Life is kind of random, kind of not. I remember pondering one day as I was driving out of the beautiful Reikorangi Valley, that there was a possibility that I could drive home that same day, or not, & life could have completely changed. Due to some unforeseen circumstance, event or whatever, on that day or in that moment something could have happened that changed the course, direction or very substance & fabric of life as I knew it then. Nothing of significance happened, & I drove back in to that beautiful Valley later as expected & as per usual.

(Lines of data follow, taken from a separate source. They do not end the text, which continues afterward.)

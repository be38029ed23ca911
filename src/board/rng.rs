//! Random sources for peg colors.

// Bounded draws narrow a u64 remainder that is already below a usize bound
#![allow(clippy::cast_possible_truncation)]

/// Seed used when none is given, the one the game has always started with.
pub const DEFAULT_SEED: u64 = 345_345_345;

/// A source of pseudo-random numbers, owned by the board that draws from it.
pub trait RandomSource {
    /// Generate the next random u64.
    fn next_u64(&mut self) -> u64;

    /// Generate a random value in `[0, bound)`. Returns 0 for a zero bound.
    fn next_below(&mut self, bound: usize) -> usize {
        if bound == 0 {
            return 0;
        }
        (self.next_u64() % bound as u64) as usize
    }
}

/// Deterministic PRNG using xorshift64.
#[derive(Debug, Clone, Copy, PartialEq, Eq)]
pub struct XorShift64 {
    state: u64,
}

impl XorShift64 {
    /// Create a new RNG with the given seed.
    #[must_use]
    pub const fn new(seed: u64) -> Self {
        // xorshift never leaves the zero state
        let state = if seed == 0 { 0x5555_5555_5555_5555 } else { seed };
        Self { state }
    }
}

impl Default for XorShift64 {
    fn default() -> Self {
        Self::new(DEFAULT_SEED)
    }
}

impl RandomSource for XorShift64 {
    fn next_u64(&mut self) -> u64 {
        let mut x = self.state;
        x ^= x << 13;
        x ^= x >> 7;
        x ^= x << 17;
        self.state = x;
        x
    }
}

But sometimes, randomish things just happen. Unexpected. Good & Bad. A child dies. A chance meeting. An accident. A windfall of some kind. Some things seem random, intertwixed (is that a word?) with things that are predictable, foreseeable, explainable. From one perspective - it is random. From anothers - it was always going to happen. It is of no surprise that children in Somalia are dying. It is shocking, it is tragic & it is a sad inditement on our world, our selves, our humanity. But it seems less random than when a child here in Aotearoa, from a wealthy family with all the resources at their disposal - gets cancer & dies. Both tragic, both painful. Perhaps some things seem random now, then in retrospect (that is definately a word) we understand. We gained new knowledge or have insight. It makes sense. Somethings never 'make sense'. They just are. That is what we accept. "Who can know the ways of the Lord?"... "Lean not on your own understanding"... & so on.
The Buddists tell us life is suffering & attachment is part of the problem. Letting go is the solution. I tend to agree. But then again. Life is beautiful. Fullness of life - that's what Jesus said he came for. "I come to give you life, life in all it's fullness". I love that that is what Jesus is about! Fullness of life. Even suffering brings beautiful. Look at the Pearl. But, letting go - now that's not easy & I'm not surprised! But without the letting go there is no fullness of life. Letting go. Fullness of Life. Letting go. Fullness of Life. It's like breathing. Living life, breathing life, loving life, letting go of Life. God help Me. The Random & the Predictable. Does it matter? Let go, Love, Breathe, Live. A time for everything under the Sun.